Puro talento
Viendo esta película, uno se da cuenta que el western nunca murió. El tiempo ha barrido sus desiertos, ha desterrado de las pantallas sus aldeas de madera. Las cantinas mugrientas, los negros trenes asmáticos que rompían el silencio blanco de las praderas, el mefistofélico equipaje de homicida de los cazadores de hombres, la presión claustrofóbica de lo ilimitado sobre el punto oscuro de un jinete solitario… todo esto se ha instalado en las vitrinas del museo de la buena memoria. Pero en la red arterial que enlazaba unas con otras a estas viejas cosas perdidas sigue circulando la sangre del culto del western, porque ésta es una manifestación contemporánea del rito trágico inmemorial e imperecedero de este magnífico universo. Con otras vestimentas, en otros ámbitos, sumergido en otra iconografía, el western sobrevive intacto. Duel, primer largometraje de Steven Spielberg, es uno de ellos. En él se desarrolla con tiralíneas un acorde medular del western clásico: la caza del hombre por el hombre desplegada sobre las rutas esquinadas del itinerario homicida de una pesadilla.

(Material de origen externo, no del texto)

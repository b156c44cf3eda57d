//! CSV responses with a date index.
//!
//! Expected shape (header row required):
//!
//! ```text
//! date,volume,area
//! 2021-01-01,50000,200000
//! ```
//!
//! The first column is the index; every other column must be numeric.
//! Empty cells and `NaN` become missing values.

use csv::ReaderBuilder;
use dash_common::parse_timestamp;

use crate::error::AdapterError;
use crate::series::{Column, TimeSeries};

/// Parse a CSV body into a [`TimeSeries`].
pub fn parse_csv(body: &[u8]) -> Result<TimeSeries, AdapterError> {
    let mut reader = ReaderBuilder::new()
        .has_headers(true)
        .trim(csv::Trim::All)
        .from_reader(body);

    let headers = reader.headers()?.clone();
    if headers.len() < 2 {
        return Err(AdapterError::parse(
            "csv",
            format!("expected an index and at least one value column, got {} columns", headers.len()),
        ));
    }

    let mut index = Vec::new();
    let mut columns: Vec<Column> = headers
        .iter()
        .skip(1)
        .map(|name| Column::new(name, Vec::new()))
        .collect();

    for (line, record) in reader.records().enumerate() {
        let record = record?;
        let raw_ts = record.get(0).unwrap_or_default();
        let ts = parse_timestamp(raw_ts)
            .map_err(|e| AdapterError::parse("csv", format!("row {}: {}", line + 1, e)))?;
        index.push(ts);

        for (col, column) in columns.iter_mut().enumerate() {
            let cell = record.get(col + 1).unwrap_or_default();
            let value = parse_cell(cell).map_err(|_| {
                AdapterError::parse(
                    "csv",
                    format!("row {}: column '{}' is not numeric: '{}'", line + 1, column.name, cell),
                )
            })?;
            column.values.push(value);
        }
    }

    Ok(TimeSeries::new(index, columns))
}

fn parse_cell(cell: &str) -> Result<Option<f64>, std::num::ParseFloatError> {
    if cell.is_empty() || cell.eq_ignore_ascii_case("nan") {
        return Ok(None);
    }
    let value: f64 = cell.parse()?;
    Ok(value.is_finite().then_some(value))
}
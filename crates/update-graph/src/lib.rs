//! Reactive update graph for the catchment dashboard.
//!
//! A [`Binding`] names its input controls, the single output it writes and a
//! [`FirePolicy`]. The [`UpdateGraph`] owns the bindings and, for every
//! control change in a [`Session`], fires the bindings that depend on it one
//! after another, recording each result in the session's view state.

pub mod binding;
pub mod bindings;
pub mod control;
pub mod figure;
pub mod graph;
pub mod view;

pub use binding::{Binding, BindingContext, BindingError, BindingOutcome, FirePolicy, Services};
pub use control::{ControlId, ControlKind, ControlSpec, ControlState, ControlValue, DropdownOption};
pub use figure::{Figure, Table, Trace, XValues};
pub use graph::{GraphError, Session, UpdateGraph};
pub use view::{OutputTarget, OutputUpdate, OutputValue, Rendered, ViewState};
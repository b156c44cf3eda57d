//! Timestamp parsing for tabular payloads.
//!
//! Remote services return date indexes in a handful of shapes; all of them
//! are normalised to a naive UTC datetime.

use chrono::{DateTime, NaiveDate, NaiveDateTime, Utc};

#[derive(Debug, Clone, PartialEq, thiserror::Error)]
pub enum TimeParseError {
    #[error("Invalid time format: {0}")]
    InvalidFormat(String),
}

/// Parse an index timestamp.
///
/// Accepts RFC 3339 (`2021-01-01T00:00:00.000Z`), `YYYY-MM-DDTHH:MM:SS`,
/// `YYYY-MM-DD HH:MM:SS` and bare dates (`YYYY-MM-DD`).
pub fn parse_timestamp(s: &str) -> Result<NaiveDateTime, TimeParseError> {
    let s = s.trim();

    if let Ok(dt) = DateTime::parse_from_rfc3339(s) {
        return Ok(dt.with_timezone(&Utc).naive_utc());
    }

    for fmt in ["%Y-%m-%dT%H:%M:%S", "%Y-%m-%d %H:%M:%S"] {
        if let Ok(ndt) = NaiveDateTime::parse_from_str(s, fmt) {
            return Ok(ndt);
        }
    }

    if let Ok(date) = NaiveDate::parse_from_str(s, "%Y-%m-%d") {
        if let Some(ndt) = date.and_hms_opt(0, 0, 0) {
            return Ok(ndt);
        }
    }

    Err(TimeParseError::InvalidFormat(s.to_string()))
}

Dentro de este acorde, a través de esta magistral película, irrumpió el fértil talento del entonces muy joven aprendiz de cineasta Spielberg, que aquí nos ofrece hora y media de cine en el que, con una sencillez cuya complejidad pide a gritos una lupa, se alcanza, como pocas veces ha alcanzado el cine contemporáneo, el misterio de la intensidad, esa emoción en la que el aliento del espectador palpita al compás de los flujos y reflujos de la respiración de la pantalla.
Sólo los encadenados subjetivos con que el filme arranca avalarían la solvencia del entonces imberbe cineasta. Pero éste es sólo el comienzo de una obra muy rica, pese a que desarrolla una sola situación, y en la que hay secuencias (la del protagonista visto a través del ojo premonitorio de una lavadora mientras habla por teléfono; o la del mismo personaje escrutando entre los clientes de un bar de camioneros algún rasgo que identifique a su desconocido agresor) en las que cada plano es un signo, en concreto un signo de progresión, de adentramiento en un teorema visual sobre la locura y la muerte.

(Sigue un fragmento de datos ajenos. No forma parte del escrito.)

#[tokio::test]
async fn test_rainfall_annual_totals() {
    let adapter = Arc::new(CannedAdapter::default().body(
        "rainfall",
        "date,precip\n2019-01-01,10\n2019-07-01,-9999\n2020-01-01,5\n2020-02-01,7\n",
    ));
    let graph = graph_with(adapter, vec![Arc::new(RainfallTotals::new())]);
    let mut session = graph.new_session();

    graph
        .dispatch(&mut session, controls::DRAWN, &drawn(&[Feature::new(Geometry::point(146.3, -30.0))]))
        .await
        .unwrap();

    let json = serde_json::to_value(
        session
            .view
            .value(&OutputTarget::from(outputs::RAINFALL))
            .unwrap(),
    )
    .unwrap();
    assert_eq!(json["data"]["traces"][0]["type"], "bar");
    assert_eq!(json["data"]["traces"][0]["x"], json!(["2019", "2020"]));
    assert_eq!(json["data"]["traces"][0]["y"], json!([10.0, 12.0]));
}

#[tokio::test]
async fn test_unchanged_value_fires_nothing() {
    let adapter = Arc::new(CannedAdapter::default().body("flood", FLOOD_CSV));
    let graph = graph_with(adapter.clone(), vec![Arc::new(FloodInfo::new())]);
    let mut session = graph.new_session();

    let value = drawn(&[polygon()]);
    assert_eq!(graph.dispatch(&mut session, controls::DRAWN, &value).await.unwrap().len(), 1);
    assert!(graph.dispatch(&mut session, controls::DRAWN, &value).await.unwrap().is_empty());
    assert!(graph
        .dispatch(&mut session, controls::THRESHOLD, &json!(100))
        .await
        .unwrap()
        .is_empty());
    assert_eq!(adapter.calls().len(), 1);
}

#[tokio::test]
async fn test_failure_is_isolated_per_output() {
    let adapter = Arc::new(
        CannedAdapter::default()
            .body("flood", FLOOD_CSV)
            .failing("terrain_surface", 500),
    );
    let graph = graph_with(
        adapter,
        vec![Arc::new(FloodInfo::new()), Arc::new(TerrainSurface::new())],
    );
    let mut session = graph.new_session();

    let updates = graph
        .dispatch(&mut session, controls::DRAWN, &drawn(&[polygon()]))
        .await
        .unwrap();

    assert_eq!(updates.len(), 2);
    assert_eq!(
        text_of(&session, outputs::INFO),
        Some("Area: 20.00 ha | Volume: 50.00 ML")
    );
    let surface = session
        .view
        .get(&OutputTarget::from(outputs::SURFACE))
        .unwrap();
    assert!(matches!(surface, Rendered::Error(msg) if msg.contains("HTTP 500")));
}

#[tokio::test]
async fn test_oversized_npy_renders_error() {
    let header = "{'descr': '<f4', 'fortran_order': False, 'shape': (8589934592, 2147483648), }\n";
    let mut body = b"\x93NUMPY\x01\x00".to_vec();
    body.extend_from_slice(&(header.len() as u16).to_le_bytes());
    body.extend_from_slice(header.as_bytes());
    body.extend_from_slice(&[0u8; 8]);

    let graph = graph_with(Arc::new(RawBody(body)), vec![Arc::new(TerrainSurface::new())]);
    let mut session = graph.new_session();

    let updates = graph
        .dispatch(&mut session, controls::DRAWN, &drawn(&[polygon()]))
        .await
        .unwrap();
    assert_eq!(updates.len(), 1);
    let surface = session
        .view
        .get(&OutputTarget::from(outputs::SURFACE))
        .unwrap();
    assert!(matches!(surface, Rendered::Error(msg) if msg.contains("npy")));
}

#[tokio::test]
async fn test_water_usage_table_and_cleared_selection() {
    let adapter = Arc::new(CannedAdapter::default().body(
        "water_usage",
        "date,usage,licence\n2019-03-01,1500,1\n2019-09-01,500,1\n2020-03-01,2500,1\n",
    ));
    let graph = graph_with(adapter.clone(), vec![Arc::new(WaterUsage::new())]);
    let mut session = graph.new_session();

    // Nothing selected at start: the table stays absent.
    assert!(graph.initialize(&mut session).await.is_empty());

    graph
        .dispatch(&mut session, controls::PROJECT, &json!("namoi"))
        .await
        .unwrap();
    let table = session
        .view
        .value(&OutputTarget::from(outputs::USAGE))
        .and_then(OutputValue::as_table)
        .cloned()
        .unwrap();
    assert_eq!(table.columns, vec!["Year", "Usage (ML)"]);
    assert_eq!(table.rows[0], vec![json!("2019"), json!(2.0)]);
    assert_eq!(table.rows[1], vec![json!("2020"), json!(2.5)]);
    assert_eq!(adapter.calls()[0].2, Some(GeometryKind::Polygon));

    let updates = graph
        .dispatch(&mut session, controls::PROJECT, &json!(null))
        .await
        .unwrap();
    assert!(updates.is_empty());
    assert_eq!(
        session.view.value(&OutputTarget::from(outputs::USAGE)).and_then(OutputValue::as_table),
        Some(&table)
    );
}

#[tokio::test]
async fn test_catchment_hover_info() {
    let graph = graph_with(Arc::new(CannedAdapter::default()), vec![Arc::new(CatchmentInfo::new())]);
    let mut session = graph.new_session();
    graph.initialize(&mut session).await;
    assert_eq!(
        text_of(&session, outputs::CATCHMENT_INFO),
        Some("Catchment areas\nHover over a region")
    );

    let hovered = catchments().get("namoi").cloned().unwrap();
    let expected = hovered.number_property("AlbersArea").unwrap() / 10_000.0;
    graph
        .dispatch(&mut session, controls::HOVER, &serde_json::to_value(&hovered).unwrap())
        .await
        .unwrap();
    assert_eq!(
        text_of(&session, outputs::CATCHMENT_INFO),
        Some(format!("Catchment areas\n{:.2} ha", expected).as_str())
    );

    // A feature without the precomputed area is looked up by id.
    let bare = Feature::new(Geometry::point(146.5, -30.5)).with_id(FeatureId::Text("namoi".into()));
    graph
        .dispatch(&mut session, controls::HOVER, &serde_json::to_value(&bare).unwrap())
        .await
        .unwrap();
    assert_eq!(
        text_of(&session, outputs::CATCHMENT_INFO),
        Some(format!("Catchment areas\n{:.2} ha", expected).as_str())
    );
}

#[tokio::test]
async fn test_unknown_and_invalid_events() {
    let graph = graph_with(Arc::new(CannedAdapter::default()), vec![Arc::new(FloodOverlay::new())]);
    let mut session = graph.new_session();

    assert_eq!(
        graph.dispatch(&mut session, "nope.value", &json!(1)).await,
        Err(GraphError::UnknownControl("nope.value".to_string()))
    );
    assert!(matches!(
        graph.dispatch(&mut session, controls::THRESHOLD, &json!(130)).await,
        Err(GraphError::InvalidValue { .. })
    ));
    assert_eq!(session.controls.number(&controls::THRESHOLD.into()), Some(100.0));
}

El autor del guión de Duel, Richard Matheson, es un escritor especialista en relatos de ficción científica. Es este otro género (recordemos La guerra de las galaxias, de George Lucas), que ha tomado de prestado innumerables rasgos medulares del viejo rito westerniano. Spielberg aprovecha esta condición del trabajo de su guionista para ofrecernos en Duel una mutación visual digna del mejor cine de este género: la progresiva “personalización” de una máquina, ese camión asesino que, poco a poco, va adquiriendo, a través de la fijeza hipnótica de unos “ojos”, los rasgos de una fisonomías, de un rictus e incluso de un soporte para un comportamiento. He aquí un caso deslumbrante del uso moderno de la antigua condición genesíaca del cine.
La película, realizada con cuatro cuartos y cuatro millones de toneladas de ingenio, sigue siendo, pese a algunos casi imperceptibles balbuceos de ritmo en la fase final de persecución, una de las mejores de un genio como Steven Spielberg, tal vez porque la ostensible carencia de medios con que la realizó le obligó durante su rodaje a hacer un derroche de inventiva para compensar aquella pobreza; y porque estas carencias materiales forzaron al director a multiplicar su pasión por la exactitud. Tanta y tan afinada es la economía expresiva de Duel (me niego a utilizar el imbécil título español de El diablo sobre ruedas), que resulta difícil pensar que se pueda decir más con menos, a la manera de aquel Hitchcock que con derroches de austeridad alcanzaba evidencias opulentas.